El 21 de agosto de 1946, el Senado de la Nación aprobó el proyecto de ley sobre Derechos Políticos de la Mujer, poniendo fin a una lucha que se remontaba a fines del siglo XIX y que había tenido múltiples intentos frustrados. Entre ellos, el del radical Rogelio Araya en 1919, y la Constitución provincial de San Juan de 1927, que ya reconocía el voto femenino en esa provincia.
La ley fue promulgada el 23 de septiembre de 1947, durante la primera presidencia de Juan Domingo Perón, dando origen a la Ley 13.010, inspirada en proyectos socialistas impulsados por Alicia Moreau de Justo y la consigna original de Mario Bravo en 1932.

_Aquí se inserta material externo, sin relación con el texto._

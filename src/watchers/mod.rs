//! Watchers: transparent instrumentation of host subsystems
//!
//! Each watcher wraps one subsystem's capability trait with a decorator
//! that measures the call, extracts a payload, and appends exactly one
//! entry — returning the original result unchanged. Wrapping happens once
//! at setup time; targets are optional and their absence degrades to
//! manual tracking.

pub mod batch;
pub mod cache;
pub mod exception;
pub mod http_client;
pub mod log;
pub mod mail;
pub mod outcome;
pub mod query;
pub mod queue;
pub mod registry;

pub use batch::{BatchJob, BatchProcessor, BatchRecord, BatchWatcher};
pub use cache::{CacheRecord, CacheStore, CacheWatcher};
pub use exception::ExceptionWatcher;
pub use http_client::{
    HttpClientRecord, HttpClientWatcher, HttpDispatcher, OutboundRequest, OutboundResponse,
    ReqwestDispatcher,
};
pub use log::LogWatcherLayer;
pub use mail::{Mailer, MailRecord, MailWatcher, OutgoingMail};
pub use outcome::BatchOutcome;
pub use query::{QueryExecutor, QueryRecord, QueryWatcher};
pub use queue::{JobQueue, QueuedJob, QueueRecord, QueueWatcher};
pub use registry::{InstalledWatchers, TargetPool, WatcherRegistry};

use crate::entry::NewEntry;
use crate::store::EntryStore;
use std::sync::Arc;
use std::time::Instant;

/// The single write path shared by all watchers.
///
/// Append failures are swallowed here: the instrumented call must never see
/// a telemetry failure. They are logged and counted instead.
#[derive(Clone)]
pub struct Recorder {
    store: Arc<EntryStore>,
}

impl Recorder {
    pub fn new(store: Arc<EntryStore>) -> Self {
        Self { store }
    }

    /// Append an entry, returning its sequence on success.
    pub async fn record(&self, entry: NewEntry) -> Option<u64> {
        let kind = entry.kind;
        match self.store.append(entry).await {
            Ok(sequence) => {
                crate::metrics::record_entry_appended(kind.as_str());
                Some(sequence)
            }
            Err(err) => {
                tracing::warn!(kind = %kind, error = %err, "Failed to record telemetry entry");
                crate::metrics::record_append_failure(kind.as_str());
                None
            }
        }
    }

    pub fn store(&self) -> &Arc<EntryStore> {
        &self.store
    }
}

/// Records a failure entry if the instrumented future is dropped before
/// completion (host-side cancellation). The wrapper disarms it on the
/// normal paths; on drop the pending entry is finalized with the elapsed
/// time and recorded from a spawned task.
pub(crate) struct CancellationGuard {
    recorder: Recorder,
    started: Instant,
    entry: Option<NewEntry>,
}

impl CancellationGuard {
    pub(crate) fn arm(recorder: &Recorder, entry: NewEntry) -> Self {
        Self {
            recorder: recorder.clone(),
            started: Instant::now(),
            entry: Some(entry),
        }
    }

    pub(crate) fn disarm(mut self) {
        self.entry = None;
    }
}

impl Drop for CancellationGuard {
    fn drop(&mut self) {
        if let Some(mut entry) = self.entry.take() {
            entry.duration_ms = Some(self.started.elapsed().as_millis() as i64);
            if let Ok(handle) = tokio::runtime::Handle::try_current() {
                let recorder = self.recorder.clone();
                handle.spawn(async move {
                    recorder.record(entry).await;
                });
            }
        }
    }
}
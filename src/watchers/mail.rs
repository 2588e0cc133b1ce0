//! Mail watcher

use super::Recorder;
use crate::config::MailWatcherConfig;
use crate::entry::{EntryKind, NewEntry, OutcomeStatus};
use async_trait::async_trait;
use serde_json::json;
use std::sync::Arc;
use std::time::Instant;

#[derive(Debug, Clone)]
pub struct OutgoingMail {
    pub to: Vec<String>,
    pub subject: String,
    /// Name of the host-side mailable that produced this message.
    pub mailable: String,
}

/// Capability trait the host's mailer is adapted to.
#[async_trait]
pub trait Mailer: Send + Sync {
    async fn send(&self, mail: &OutgoingMail) -> anyhow::Result<()>;
}

/// Structured fields for manual tracking.
#[derive(Debug, Clone)]
pub struct MailRecord {
    pub mailable: String,
    pub to: Vec<String>,
    pub subject: String,
    pub duration_ms: i64,
}

#[derive(Clone)]
pub struct MailWatcher {
    recorder: Recorder,
    #[allow(dead_code)]
    config: MailWatcherConfig,
}

impl MailWatcher {
    pub fn new(recorder: Recorder, config: MailWatcherConfig) -> Self {
        Self { recorder, config }
    }

    pub fn wrap(&self, target: Arc<dyn Mailer>) -> Arc<dyn Mailer> {
        Arc::new(InstrumentedMailer {
            inner: target,
            watcher: self.clone(),
        })
    }

    pub async fn track(&self, record: MailRecord) -> Option<u64> {
        let entry = build_entry(
            &record.mailable,
            &record.to,
            &record.subject,
            OutcomeStatus::Completed,
            record.duration_ms,
            None,
        );
        self.recorder.record(entry).await
    }
}

struct InstrumentedMailer {
    inner: Arc<dyn Mailer>,
    watcher: MailWatcher,
}

#[async_trait]
impl Mailer for InstrumentedMailer {
    async fn send(&self, mail: &OutgoingMail) -> anyhow::Result<()> {
        let started = Instant::now();
        let result = self.inner.send(mail).await;
        let duration_ms = started.elapsed().as_millis() as i64;

        let (status, error) = match &result {
            Ok(()) => (OutcomeStatus::Completed, None),
            Err(err) => (OutcomeStatus::Failed, Some(err.to_string())),
        };
        let entry = build_entry(
            &mail.mailable,
            &mail.to,
            &mail.subject,
            status,
            duration_ms,
            error,
        );
        self.watcher.recorder.record(entry).await;

        result
    }
}

fn build_entry(
    mailable: &str,
    to: &[String],
    subject: &str,
    status: OutcomeStatus,
    duration_ms: i64,
    error: Option<String>,
) -> NewEntry {
    let mut payload = json!({
        "mailable": mailable,
        "to": to,
        "subject": subject,
        "durationMs": duration_ms,
        "status": status,
    });
    if let Some(error) = error {
        payload
            .as_object_mut()
            .expect("payload is an object")
            .insert("errors".to_string(), json!([error]));
    }

    NewEntry::new(EntryKind::Mail, payload)
        .with_name(mailable)
        .with_status(status)
        .with_duration_ms(duration_ms)
}

#[cfg(test)]
mod tests {
    use super::*;
    use crate::store::EntryStore;

    struct NullMailer;

    #[async_trait]
    impl Mailer for NullMailer {
        async fn send(&self, _mail: &OutgoingMail) -> anyhow::Result<()> {
            Ok(())
        }
    }

    #[tokio::test]
    async fn test_send_recorded() {
        let store = Arc::new(EntryStore::in_memory().await.unwrap());
        let watcher = Arc::new(MailWatcher::new(
            Recorder::new(store.clone()),
            MailWatcherConfig::default(),
        ));
        let mailer = watcher.wrap(Arc::new(NullMailer));

        mailer
            .send(&OutgoingMail {
                to: vec!["user@example.com".to_string()],
                subject: "Welcome".to_string(),
                mailable: "WelcomeEmail".to_string(),
            })
            .await
            .unwrap();

        let entry = store.get_by_id(1).await.unwrap();
        assert_eq!(entry.kind, EntryKind::Mail);
        assert_eq!(entry.payload["mailable"], json!("WelcomeEmail"));
        assert_eq!(entry.payload["to"], json!(["user@example.com"]));
    }
}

El voto femenino se puso en práctica por primera vez el 11 de noviembre de 1951, en las elecciones presidenciales, con un padrón de más de 3,8 millones de mujeres. La jornada estuvo marcada por la figura de Eva Perón, quien proclamó:
“Mujeres de mi Patria, recibo en este instante, de manos del Gobierno de la Nación, la ley que consagra nuestros derechos cívicos. Y la recibo ante nosotras, con la certeza de que lo hago en nombre y representación de todas las mujeres argentinas.”
Hoy, el voto femenino está consolidado en casi todo el mundo, salvo excepciones históricas como Arabia Saudita, donde las mujeres recién pudieron votar en 2015.